──────── DATA ────────

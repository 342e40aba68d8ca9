use indicatif::{MultiProgress, ProgressBar, ProgressStyle};
use std::io::{self, Write};
use std::time::Duration;
use tracing_subscriber::fmt::MakeWriter;

pub struct ProgressManager {
    multi_progress: MultiProgress,
    enabled: bool,
}

impl ProgressManager {
    pub fn new(enabled: bool) -> Self {
        Self {
            multi_progress: MultiProgress::new(),
            enabled,
        }
    }

    pub fn create_file_progress(&self, total_files: u64) -> ProgressBar {
        if !self.enabled {
            return ProgressBar::hidden();
        }

        let pb = self.multi_progress.add(ProgressBar::new(total_files));
        pb.set_style(
            ProgressStyle::with_template(
                "{spinner:.green} [{elapsed_precise}] [{bar:40.cyan/blue}] {pos:>4}/{len:4} files {msg}"
            )
            .unwrap_or_else(|_| ProgressStyle::default_bar())
            .progress_chars("#>-")
        );
        pb.set_message("Converting documents...");
        pb.enable_steady_tick(Duration::from_millis(100));
        pb
    }

    pub fn create_spinner(&self, message: &str) -> ProgressBar {
        if !self.enabled {
            return ProgressBar::hidden();
        }

        let pb = self.multi_progress.add(ProgressBar::new_spinner());
        pb.enable_steady_tick(Duration::from_millis(100));
        pb.set_style(
            ProgressStyle::with_template("{spinner:.green} {msg} ({elapsed})")
                .unwrap_or_else(|_| ProgressStyle::default_spinner())
                .tick_strings(&["⠋", "⠙", "⠹", "⠸", "⠼", "⠴", "⠦", "⠧", "⠇", "⠏"]),
        );
        pb.set_message(message.to_string());
        pb
    }

    /// Writer for log lines that clears the bars while a line is printed.
    pub fn log_writer(&self) -> ProgressLogWriter {
        ProgressLogWriter {
            multi_progress: self.multi_progress.clone(),
        }
    }

    pub fn clear(&self) {
        if self.enabled {
            self.multi_progress.clear().ok();
        }
    }

    pub fn is_enabled(&self) -> bool {
        self.enabled
    }
}

/// `MakeWriter` for the tracing subscriber, writing to stderr.
#[derive(Clone)]
pub struct ProgressLogWriter {
    multi_progress: MultiProgress,
}

impl<'a> MakeWriter<'a> for ProgressLogWriter {
    type Writer = SuspendingStderr;

    fn make_writer(&'a self) -> Self::Writer {
        SuspendingStderr {
            multi_progress: self.multi_progress.clone(),
        }
    }
}

pub struct SuspendingStderr {
    multi_progress: MultiProgress,
}

impl Write for SuspendingStderr {
    fn write(&mut self, buf: &[u8]) -> io::Result<usize> {
        self.multi_progress.suspend(|| io::stderr().write(buf))
    }

    fn write_all(&mut self, buf: &[u8]) -> io::Result<()> {
        self.multi_progress.suspend(|| io::stderr().write_all(buf))
    }

    fn flush(&mut self) -> io::Result<()> {
        io::stderr().flush()
    }
}

pub fn update_file_progress(pb: &ProgressBar, current_file: &str) {
    pb.set_message(format!("Converting {}", current_file));
}

pub fn finish_progress_with_summary(pb: &ProgressBar, message: &str, duration: Duration) {
    let final_message = format!("{} (completed in {})", message, format_duration(duration));
    pb.finish_with_message(final_message);
}

pub(crate) fn format_duration(duration: Duration) -> String {
    let secs = duration.as_secs();
    if secs >= 60 {
        format!("{}m {}s", secs / 60, secs % 60)
    } else if secs > 0 {
        format!("{}s", secs)
    } else {
        format!("{}ms", duration.as_millis())
    }
}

────────

ABOUT THIS TASK: Give only the lines from the one holding "pub struct SuspendingStderr" through the one holding "fn write_all(&mut self, buf: &[u8])", each restated exactly as it appears above.

OUTPUT:
pub struct SuspendingStderr {
    multi_progress: MultiProgress,
}

impl Write for SuspendingStderr {
    fn write(&mut self, buf: &[u8]) -> io::Result<usize> {
        self.multi_progress.suspend(|| io::stderr().write(buf))
    }

    fn write_all(&mut self, buf: &[u8]) -> io::Result<()> {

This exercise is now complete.